===== Material to process =====

use cmds_template::Format;
use cmds_tokenize::TokenizeOptions;
use cmds_utils::ConfigError;
use serde::{Deserialize, Serialize};
use std::collections::BTreeMap;
use std::fmt;
use std::path::PathBuf;
use std::str::FromStr;

use crate::sources::ConfigSource;

/// How a command's environment reaches the child process.
#[derive(Debug, Clone, Copy, PartialEq, Eq, Default, Serialize, Deserialize)]
#[serde(rename_all = "snake_case")]
pub enum EnvMode {
    /// Prefix the command with `NAME=value` assignments (default).
    #[default]
    Inline,
    /// Hand the variables to the spawner.
    SpawnArg,
}

impl fmt::Display for EnvMode {
    fn fmt(&self, f: &mut fmt::Formatter<'_>) -> fmt::Result {
        match self {
            Self::Inline => write!(f, "inline"),
            Self::SpawnArg => write!(f, "spawn_arg"),
        }
    }
}

impl FromStr for EnvMode {
    type Err = ConfigError;

    fn from_str(s: &str) -> Result<Self, Self::Err> {
        match s {
            "inline" => Ok(Self::Inline),
            "spawn_arg" | "spawn-arg" => Ok(Self::SpawnArg),
            other => Err(ConfigError::InvalidValue {
                key: "run.env_mode".to_string(),
                value: other.to_string(),
            }),
        }
    }
}

/// The `[run]` section.
#[derive(Debug, Clone, Default, PartialEq, Eq, Serialize, Deserialize)]
#[serde(default, deny_unknown_fields)]
pub struct RunConfig {
    /// Fail on non-zero exit status.
    pub assert: bool,
    pub env_mode: EnvMode,
    pub format: Format,
    /// Working directory for spawned commands.
    pub chdir: Option<PathBuf>,
    /// Start children from an empty environment.
    pub unset_env: bool,
}

/// Configuration for cmds.
///
/// Built from defaults, a TOML file and overrides, in that order of
/// precedence. Each value that did not come from the defaults records where
/// it came from, see [`Config::source_of`].
///
/// # Example
///
/// ```rust
/// use cmds_config::{Config, EnvMode};
///
/// let config = Config::from_toml_str(
///     r#"
///     [tokenize]
///     array_mode = "repeat"
///
///     [run]
///     env_mode = "spawn_arg"
///     "#,
/// )?;
/// assert_eq!(config.run.env_mode, EnvMode::SpawnArg);
/// assert!(!config.run.assert);
/// # Ok::<(), cmds_utils::ConfigError>(())
/// ```
#[derive(Debug, Clone, Default, PartialEq, Serialize, Deserialize)]
#[serde(default, deny_unknown_fields)]
pub struct Config {
    pub tokenize: TokenizeOptions,
    pub run: RunConfig,
    /// Extra variables for every command.
    pub env: BTreeMap<String, String>,

    /// File the configuration was loaded from, if any.
    #[serde(skip)]
    pub path: Option<PathBuf>,

    /// Source of every non-default value, keyed `section.key`.
    #[serde(skip)]
    pub(crate) sources: BTreeMap<String, ConfigSource>,
}

impl Config {
    /// Where the value for `key` (`section.key`) came from.
    #[must_use]
    pub fn source_of(&self, key: &str) -> ConfigSource {
        self.sources.get(key).cloned().unwrap_or_default()
    }

    pub(crate) fn record(&mut self, key: impl Into<String>, source: ConfigSource) {
        self.sources.insert(key.into(), source);
    }
}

=====

Directions: Return every line of the entries above that the string "RunConfig" appears in.

Solution below:
pub struct RunConfig {
    pub run: RunConfig,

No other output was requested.